My family has purchased the same items every two weeks for years. We used to allocate $75 in our budget for these items, but as of this last month, we’ve had to increase our spending to over $125 for the same quantities of the same items.
Then there’s the other signal of recession. I know you can call me crazy all you want. But, when it comes to the quality of products, I can see and feel the cost-saving measures. Maybe it’s a point to cut down reliance on foreign oil. Maybe it’s the increasing cost in petroleum products that make our consumer goods. Maybe it’s a combination of all these factors, but the consumer goods we buy are not the same as they were even two years ago.
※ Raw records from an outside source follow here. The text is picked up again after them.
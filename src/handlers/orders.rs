use super::common::{request_origin, JsonBody};
use crate::{
    auth::{AuthUser, SellerUser},
    errors::ServiceError,
    services::orders::{OrderView, PlaceOrderRequest},
    AppState,
};
use axum::{
    extract::State,
    http::{HeaderMap, StatusCode},
    Json,
};
use serde::{Deserialize, Serialize};
use utoipa::ToSchema;

#[derive(Debug, Serialize, Deserialize, ToSchema)]
pub struct OrderPlacedResponse {
    pub success: bool,
    pub message: String,
    pub order: OrderView,
}

#[derive(Debug, Serialize, Deserialize, ToSchema)]
pub struct CheckoutStartedResponse {
    pub success: bool,
    pub message: String,
    /// Hosted checkout page to redirect the customer to
    pub url: String,
    pub order: OrderView,
}

#[derive(Debug, Serialize, Deserialize, ToSchema)]
pub struct OrderListResponse {
    pub success: bool,
    pub orders: Vec<OrderView>,
}

/// Place a cash-on-delivery order
#[utoipa::path(
    post,
    path = "/api/order/cod",
    request_body = PlaceOrderRequest,
    responses(
        (status = 201, description = "Order placed", body = OrderPlacedResponse),
        (status = 400, description = "Missing address or items", body = crate::errors::ErrorResponse),
        (status = 401, description = "Unauthorized", body = crate::errors::ErrorResponse),
        (status = 404, description = "Unknown product", body = crate::errors::ErrorResponse),
        (status = 409, description = "Product out of stock", body = crate::errors::ErrorResponse)
    ),
    tag = "Orders"
)]
pub async fn place_cod_order(
    State(state): State<AppState>,
    user: AuthUser,
    JsonBody(request): JsonBody<PlaceOrderRequest>,
) -> Result<(StatusCode, Json<OrderPlacedResponse>), ServiceError> {
    let order = state
        .services
        .orders
        .place_cod_order(user.user_id, &request)
        .await?;

    Ok((
        StatusCode::CREATED,
        Json(OrderPlacedResponse {
            success: true,
            message: "Order Placed Successfully".to_string(),
            order,
        }),
    ))
}

/// Place an online order and open a hosted checkout session
#[utoipa::path(
    post,
    path = "/api/order/stripe",
    request_body = PlaceOrderRequest,
    responses(
        (status = 201, description = "Checkout session created", body = CheckoutStartedResponse),
        (status = 400, description = "Missing address, items or origin", body = crate::errors::ErrorResponse),
        (status = 401, description = "Unauthorized", body = crate::errors::ErrorResponse),
        (status = 404, description = "Unknown product", body = crate::errors::ErrorResponse),
        (status = 409, description = "Product out of stock", body = crate::errors::ErrorResponse),
        (status = 502, description = "Payment gateway failure", body = crate::errors::ErrorResponse)
    ),
    tag = "Orders"
)]
pub async fn place_online_order(
    State(state): State<AppState>,
    user: AuthUser,
    headers: HeaderMap,
    JsonBody(request): JsonBody<PlaceOrderRequest>,
) -> Result<(StatusCode, Json<CheckoutStartedResponse>), ServiceError> {
    let origin = request_origin(&headers);
    let checkout = state
        .services
        .orders
        .place_online_order(user.user_id, &request, origin.as_deref())
        .await?;

    Ok((
        StatusCode::CREATED,
        Json(CheckoutStartedResponse {
            success: true,
            message: "Redirecting to payment...".to_string(),
            url: checkout.url,
            order: checkout.order,
        }),
    ))
}

/// The caller's orders, newest first
#[utoipa::path(
    get,
    path = "/api/order/user",
    responses(
        (status = 200, description = "Orders retrieved", body = OrderListResponse),
        (status = 401, description = "Unauthorized", body = crate::errors::ErrorResponse)
    ),
    tag = "Orders"
)]
pub async fn user_orders(
    State(state): State<AppState>,
    user: AuthUser,
) -> Result<Json<OrderListResponse>, ServiceError> {
    let orders = state.services.orders.list_user_orders(user.user_id).await?;
    Ok(Json(OrderListResponse {
        success: true,
        orders,
    }))
}

/// All customers' orders for the operator
#[utoipa::path(
    get,
    path = "/api/order/seller",
    responses(
        (status = 200, description = "Orders retrieved", body = OrderListResponse),
        (status = 401, description = "Unauthorized", body = crate::errors::ErrorResponse)
    ),
    tag = "Orders"
)]
pub async fn seller_orders(
    State(state): State<AppState>,
    _seller: SellerUser,
) -> Result<Json<OrderListResponse>, ServiceError> {
    let orders = state.services.orders.list_all_orders().await?;
    Ok(Json(OrderListResponse {
        success: true,
        orders,
    }))
}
Example: Soft’n Gentle Toilet Paper
We have purchased the same 24-pack of the generic “Soft’n Gentle” Wal-Mart supplied toilet paper for years. Some time last year the price increased and the packaging changed. I wondered why the change. I was expecting an improvement as the package read “Improved!” What was improved? Well, instead of white, blue and green, the package used white, orange and yellow. I wonder if this was an effort to improve readability, until I stepped back from the trees to see the forest. All other toilet paper in the aisle featured blues, greens, and cool colors. Ahah! Improved brand recognition! or possibly improved cost saving because of the different color inks. Who knows.
What else was improved? Closer examination found the plastic packaging was thinner, more brittle, tore easier. Why was this? Is there some reason to have improved entry to the paper in an emergency? perhaps it is more water soluble to reduce suffocation hazards, like those dissolving packing peanuts. I haven’t tested this. But, if memory serves, plastics are made from oil or petroleum products. Maybe, just maybe, they’re cutting costs on the packaging.
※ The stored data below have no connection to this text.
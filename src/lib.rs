//! Storefront API Library
//!
//! Catalog, carts, address book and the order workflow with hosted-checkout payments
#![forbid(unsafe_code)]
#![deny(rust_2018_idioms)]
#![allow(elided_lifetimes_in_paths)]
#![warn(clippy::all, clippy::perf, clippy::dbg_macro)]

// Core modules
pub mod auth;
pub mod config;
pub mod db;
pub mod entities;
pub mod errors;
pub mod handlers;
pub mod middleware_helpers;
pub mod migrator;
pub mod openapi;
pub mod services;
pub mod tracing;
pub mod webhooks;

use axum::{
    extract::FromRef,
    routing::{get, post},
    Router,
};
use std::sync::Arc;
use tower_http::{compression::CompressionLayer, limit::RequestBodyLimitLayer};

use crate::auth::{AuthConfig, AuthService};
use crate::services::payment_gateway::PaymentGateway;
use crate::webhooks::SignatureVerifier;

// App state definition
#[derive(Clone)]
pub struct AppState {
    pub db: Arc<db::DbPool>,
    pub config: config::AppConfig,
    pub auth: Arc<AuthService>,
    pub webhook_verifier: SignatureVerifier,
    pub services: handlers::AppServices,
}

impl AppState {
    /// Wires the services over one pool and one payment gateway
    pub fn new(
        db: Arc<db::DbPool>,
        config: config::AppConfig,
        gateway: Arc<dyn PaymentGateway>,
    ) -> Self {
        let auth = Arc::new(AuthService::new(AuthConfig::from(&config)));
        let webhook_verifier = SignatureVerifier::new(
            config.payment_webhook_secret.clone(),
            config.payment_webhook_tolerance_secs,
        );
        let services = handlers::AppServices::new(db.clone(), gateway, auth.clone(), &config);

        Self {
            db,
            config,
            auth,
            webhook_verifier,
            services,
        }
    }
}

// The auth extractors only need the token service
impl FromRef<AppState> for Arc<AuthService> {
    fn from_ref(state: &AppState) -> Self {
        state.auth.clone()
    }
}

/// Routes mounted under `/api`
pub fn api_routes() -> Router<AppState> {
    let users = Router::new()
        .route("/register", post(handlers::users::register))
        .route("/login", post(handlers::users::login))
        .route("/auth", get(handlers::users::current_user))
        .route("/logout", get(handlers::users::logout));

    let seller = Router::new()
        .route("/login", post(handlers::seller::seller_login))
        .route("/auth", get(handlers::seller::seller_auth))
        .route("/logout", get(handlers::seller::seller_logout));

    let products = Router::new()
        .route("/add", post(handlers::products::add_product))
        .route("/list", get(handlers::products::list_products))
        .route("/id", post(handlers::products::product_by_id))
        .route("/stock", post(handlers::products::change_stock));

    let cart = Router::new().route("/update", post(handlers::cart::update_cart));

    let addresses = Router::new()
        .route("/add", post(handlers::addresses::add_address))
        .route("/get", get(handlers::addresses::list_addresses));

    // The webhook is unauthenticated but signature-verified
    let orders = Router::new()
        .route("/cod", post(handlers::orders::place_cod_order))
        .route("/stripe", post(handlers::orders::place_online_order))
        .route("/user", get(handlers::orders::user_orders))
        .route("/seller", get(handlers::orders::seller_orders))
        .route("/webhook", post(handlers::payment_webhooks::payment_webhook));

    Router::new()
        .nest("/user", users)
        .nest("/seller", seller)
        .nest("/product", products)
        .nest("/cart", cart)
        .nest("/address", addresses)
        .nest("/order", orders)
}

/// Full application: banner, health, API, OpenAPI document and the shared layers.
/// CORS is left to the binary since it depends on deployment settings.
pub fn app_router(state: AppState) -> Router {
    let max_body_size = state.config.max_body_size;

    Router::new()
        .route("/", get(handlers::health::root))
        .route("/health", get(handlers::health::health_check))
        .nest("/api", api_routes())
        .merge(openapi::openapi_routes())
        .layer(RequestBodyLimitLayer::new(max_body_size))
        .layer(CompressionLayer::new())
        // HTTP tracing layer for consistent request/response telemetry
        .layer(crate::tracing::configure_http_tracing())
        // Ensure every request carries a request id for traceability
        .layer(axum::middleware::from_fn(
            middleware_helpers::request_id::request_id_middleware,
        ))
        .with_state(state)
}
Anything else improved? Yes! Our two-week supply of toilet paper ran out too early! Was this some interesting result of a flu-bug, or overactive runny noses from our children? No, all was well in our household. I did notice something else. The cardboard tube in the middle of the roll was thicker than it had been in previous months. How do I know this? It is my custom to be the household “Toilet Paper Fairy.” I know, such a manly job for one of my stature and training, but hey, I can handle it.
This job entails removing the old cardboard tube from the steel holder and replacing it with a new roll for my family’s convenience. How does a macho-type guy like me carry out this task? Why, by tearing the tube from its grip on the steel roller. Previous effort was successful with one mere swipe with my index finger, much like one might open a letter. The cardboard would give sway to my commanding tear and leave my other hand free to prepare the next roll of tissue. But the “Improved” roll was not so accommodating. It took double the exertion and eventually, I had to change my method to pulling on the small triangle shaped area where the corner of the wrapped cardboard sheet to make the tube. The cardboard was thicker!
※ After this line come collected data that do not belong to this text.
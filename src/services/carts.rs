use crate::{
    db::DbPool,
    entities::user::{self, Entity as UserEntity},
    errors::ServiceError,
};
use chrono::Utc;
use sea_orm::{sea_query::Expr, ColumnTrait, EntityTrait, QueryFilter};
use std::collections::BTreeMap;
use std::sync::Arc;
use tracing::{info, instrument};
use uuid::Uuid;

/// Product id to quantity
pub type Cart = BTreeMap<Uuid, u32>;

/// Drops entries with a non-positive quantity.
pub fn normalize_cart(items: &BTreeMap<String, i64>) -> Result<Cart, ServiceError> {
    let mut cart = Cart::new();
    for (key, quantity) in items {
        let product_id = Uuid::parse_str(key.trim()).map_err(|_| {
            ServiceError::ValidationError(format!("Invalid product id in cart: {}", key))
        })?;
        if *quantity <= 0 {
            continue;
        }
        let quantity = u32::try_from(*quantity).map_err(|_| {
            ServiceError::ValidationError(format!("Quantity for {} is too large", key))
        })?;
        cart.insert(product_id, quantity);
    }
    Ok(cart)
}

fn cart_to_json(cart: &Cart) -> serde_json::Value {
    serde_json::Value::Object(
        cart.iter()
            .map(|(id, qty)| (id.to_string(), serde_json::Value::from(*qty)))
            .collect(),
    )
}

/// Reads a stored cart, ignoring entries that are not well formed.
pub fn cart_from_json(value: &serde_json::Value) -> Cart {
    value
        .as_object()
        .map(|entries| {
            entries
                .iter()
                .filter_map(|(key, qty)| {
                    let id = Uuid::parse_str(key).ok()?;
                    let qty = u32::try_from(qty.as_u64()?).ok()?;
                    (qty > 0).then_some((id, qty))
                })
                .collect()
        })
        .unwrap_or_default()
}

/// Carts are stored on the user row
#[derive(Clone)]
pub struct CartService {
    db_pool: Arc<DbPool>,
}

impl CartService {
    pub fn new(db_pool: Arc<DbPool>) -> Self {
        Self { db_pool }
    }

    async fn write_cart(&self, user_id: Uuid, cart: serde_json::Value) -> Result<u64, ServiceError> {
        let result = UserEntity::update_many()
            .col_expr(user::Column::CartItems, Expr::value(cart))
            .col_expr(user::Column::UpdatedAt, Expr::value(Utc::now()))
            .filter(user::Column::Id.eq(user_id))
            .exec(&*self.db_pool)
            .await?;
        Ok(result.rows_affected)
    }

    /// Replaces the user's cart.
    #[instrument(skip(self, items), fields(user_id = %user_id))]
    pub async fn update_cart(
        &self,
        user_id: Uuid,
        items: &BTreeMap<String, i64>,
    ) -> Result<Cart, ServiceError> {
        let cart = normalize_cart(items)?;
        let updated = self.write_cart(user_id, cart_to_json(&cart)).await?;
        if updated == 0 {
            return Err(ServiceError::NotFound(format!("User {} not found", user_id)));
        }
        info!(user_id = %user_id, entries = cart.len(), "Cart updated");
        Ok(cart)
    }

    #[instrument(skip(self), fields(user_id = %user_id))]
    pub async fn get_cart(&self, user_id: Uuid) -> Result<Cart, ServiceError> {
        let user = UserEntity::find_by_id(user_id)
            .one(&*self.db_pool)
            .await?
            .ok_or_else(|| ServiceError::NotFound(format!("User {} not found", user_id)))?;
        Ok(cart_from_json(&user.cart_items))
    }

    /// Resets the cart to an empty mapping.
    #[instrument(skip(self), fields(user_id = %user_id))]
    pub async fn clear_cart(&self, user_id: Uuid) -> Result<(), ServiceError> {
        self.write_cart(user_id, serde_json::json!({})).await?;
        info!(user_id = %user_id, "Cart cleared");
        Ok(())
    }
}

#[cfg(test)]
mod tests {
    use super::*;

    #[test]
    fn non_positive_quantities_are_dropped() {
        let keep = Uuid::new_v4();
        let zero = Uuid::new_v4();
        let negative = Uuid::new_v4();
        let items = BTreeMap::from([
            (keep.to_string(), 3),
            (zero.to_string(), 0),
            (negative.to_string(), -2),
        ]);

        let cart = normalize_cart(&items).unwrap();
        assert_eq!(cart, Cart::from([(keep, 3)]));
    }

    #[test]
    fn non_uuid_keys_are_rejected() {
        let items = BTreeMap::from([("apple".to_string(), 1)]);
        assert!(matches!(
            normalize_cart(&items),
            Err(ServiceError::ValidationError(_))
        ));
    }

    #[test]
    fn stored_cart_round_trips_and_skips_junk() {
        let id = Uuid::new_v4();
        let cart = Cart::from([(id, 2)]);
        assert_eq!(cart_from_json(&cart_to_json(&cart)), cart);

        let junk = serde_json::json!({"not-a-uuid": 1, id.to_string(): "two"});
        assert!(cart_from_json(&junk).is_empty());
        assert!(cart_from_json(&serde_json::json!([])).is_empty());
    }
}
Why would the cardboard be thicker and the paper last a shorter time? Because the weight of the packaging could remain the same! Improved indeed! It should have read “improved revenue for us!” But was the paper improved? Did it cause fewer noses to be scratched by previously dry paper? Did it feel good on our hind-quarters? No. In fact as I saw the tube get thicker, I felt the paper was drier, and tore easier. I was back in high school chemistry when I learned that paper was made softer by petroleum products in it. Ahah! Another point for foreign oil!
What does this all mean? I don’t know. You tell me. Are we in a recession? Are we heading there? My advice: If you get the economic stimulus payment from President Bush this year, invest it in the paper products your family needs throughout the year. Store some aside for when your TP company “improves” their product.
P.S. My wife contacted the company, but was not able to get an acknowledgment, comment, or even an answer of any kind.